Odd - one would think that an organization named the National Science Teachers Association would be more than happy to receive an offer of 50,000 free DVD's of Al Gore's documentary 'An Inconvenient Truth'. But apparently not - whatever reason would they have to turn down educational resources(something most teachers of my acquantence aren't exactly overly burdened with)? Oh wait, maybe this might explain it.
Accepting the DVDs, they wrote, would place "unnecessary risk upon the [NSTA] capital campaign, especially certain targeted supporters." One of those supporters, it turns out, is the Exxon Mobil Corp.

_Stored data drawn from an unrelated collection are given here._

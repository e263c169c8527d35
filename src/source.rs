//! Interfaces of the backend a store listens to.
//!
//! Backend bindings implement [`DocumentClient`] and [`AuthClient`] on top of their SDK's
//! listener API.

use serde::Serialize;

use crate::Subscription;

/// Decoded fields of a record, as delivered by the backend.
pub type Fields = serde_json::Map<String, serde_json::Value>;

/// Callback invoked by the backend for every pushed snapshot.
pub type SnapshotHandler<S> = Box<dyn FnMut(S)>;

/// State of a single record at one point in time.
#[derive(Clone, Debug, PartialEq)]
pub struct RecordSnapshot<R> {
    id: String,
    reference: R,
    fields: Option<Fields>,
}
impl<R> RecordSnapshot<R> {
    /// `fields` is `None` if the record does not exist.
    pub fn new(id: impl Into<String>, reference: R, fields: Option<Fields>) -> Self {
        Self {
            id: id.into(),
            reference,
            fields,
        }
    }
    pub fn missing(id: impl Into<String>, reference: R) -> Self {
        Self::new(id, reference, None)
    }

    pub fn id(&self) -> &str {
        &self.id
    }
    /// Raw handle of the record in the backend.
    pub fn reference(&self) -> &R {
        &self.reference
    }
    pub fn fields(&self) -> Option<&Fields> {
        self.fields.as_ref()
    }
    pub fn exists(&self) -> bool {
        self.fields.is_some()
    }
}

/// Full result set of a query at one point in time, in the order the backend delivered it.
#[derive(Clone, Debug, PartialEq)]
pub struct QuerySnapshot<R> {
    records: Vec<RecordSnapshot<R>>,
}
impl<R> QuerySnapshot<R> {
    pub fn new(records: Vec<RecordSnapshot<R>>) -> Self {
        Self { records }
    }
    pub fn empty() -> Self {
        Self::new(Vec::new())
    }
    pub fn records(&self) -> &[RecordSnapshot<R>] {
        &self.records
    }
    pub fn len(&self) -> usize {
        self.records.len()
    }
    pub fn is_empty(&self) -> bool {
        self.records.is_empty()
    }
}
impl<R> FromIterator<RecordSnapshot<R>> for QuerySnapshot<R> {
    fn from_iter<I: IntoIterator<Item = RecordSnapshot<R>>>(iter: I) -> Self {
        Self::new(iter.into_iter().collect())
    }
}

/// Identifies a single record, either by its path or by a reference the backend already resolved.
#[derive(Clone, Debug, PartialEq, Eq)]
pub enum RecordLocator<R> {
    Path(String),
    Ref(R),
}
impl<R> RecordLocator<R> {
    pub(crate) fn describe(&self) -> String {
        match self {
            RecordLocator::Path(path) => format!("record `{path}`"),
            RecordLocator::Ref(_) => "record <ref>".to_string(),
        }
    }
}
impl<R> From<&str> for RecordLocator<R> {
    fn from(path: &str) -> Self {
        RecordLocator::Path(path.to_string())
    }
}
impl<R> From<String> for RecordLocator<R> {
    fn from(path: String) -> Self {
        RecordLocator::Path(path)
    }
}

/// Identifies a result set, either a whole collection by path or a backend query.
#[derive(Clone, Debug, PartialEq, Eq)]
pub enum QueryLocator<Q> {
    Collection(String),
    Query(Q),
}
impl<Q> QueryLocator<Q> {
    pub(crate) fn describe(&self) -> String {
        match self {
            QueryLocator::Collection(path) => format!("collection `{path}`"),
            QueryLocator::Query(_) => "collection <query>".to_string(),
        }
    }
}
impl<Q> From<&str> for QueryLocator<Q> {
    fn from(path: &str) -> Self {
        QueryLocator::Collection(path.to_string())
    }
}
impl<Q> From<String> for QueryLocator<Q> {
    fn from(path: String) -> Self {
        QueryLocator::Collection(path)
    }
}

/// Real-time listener API of a document database.
///
/// Errors reported by the backend itself (dropped connections, denied permissions)
/// stay on the backend's own error channel.
pub trait DocumentClient: 'static {
    /// Raw record reference. Serialized into the `ref` field of collection items.
    ///
    /// Collection items therefore carry a serialized copy of the reference, not the handle
    /// itself. A backend whose references are live handles should use a serializable key
    /// (such as the record path) here and resolve it back to a handle where needed.
    type Ref: Clone + Serialize + 'static;
    type Query: 'static;

    fn subscribe_record(
        &self,
        locator: &RecordLocator<Self::Ref>,
        on_snapshot: SnapshotHandler<RecordSnapshot<Self::Ref>>,
    ) -> Subscription;

    fn subscribe_query(
        &self,
        locator: &QueryLocator<Self::Query>,
        on_snapshot: SnapshotHandler<QuerySnapshot<Self::Ref>>,
    ) -> Subscription;
}

/// Session change API of an authentication provider.
pub trait AuthClient: 'static {
    type Principal: Clone + 'static;

    /// The signed-in principal, if any, at the time of the call.
    fn current_principal(&self) -> Option<Self::Principal>;

    /// `on_change` receives `None` when the session ends.
    fn subscribe_session(
        &self,
        on_change: SnapshotHandler<Option<Self::Principal>>,
    ) -> Subscription;
}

That's the same Exxon Mobil that for more than a decade has done everything possible to muddle public understanding of global warming and stifle any serious effort to solve it. It has run ads in leading newspapers (including this one) questioning the role of manmade emissions in global warming, and financed the work of a small band of scientific skeptics who have tried to challenge the consensus that heat-trapping pollution is drastically altering our atmosphere. The company spends millions to support groups such as the Competitive Enterprise Institute that aggressively pressure lawmakers to oppose emission limits.
But Wait! There's more;
And Exxon Mobil isn't the only one getting in on the action. Through textbooks, classroom posters and teacher seminars, the oil industry, the coal industry and other corporate interests are exploiting shortfalls in education funding by using a small slice of their record profits to buy themselves a classroom soapbox.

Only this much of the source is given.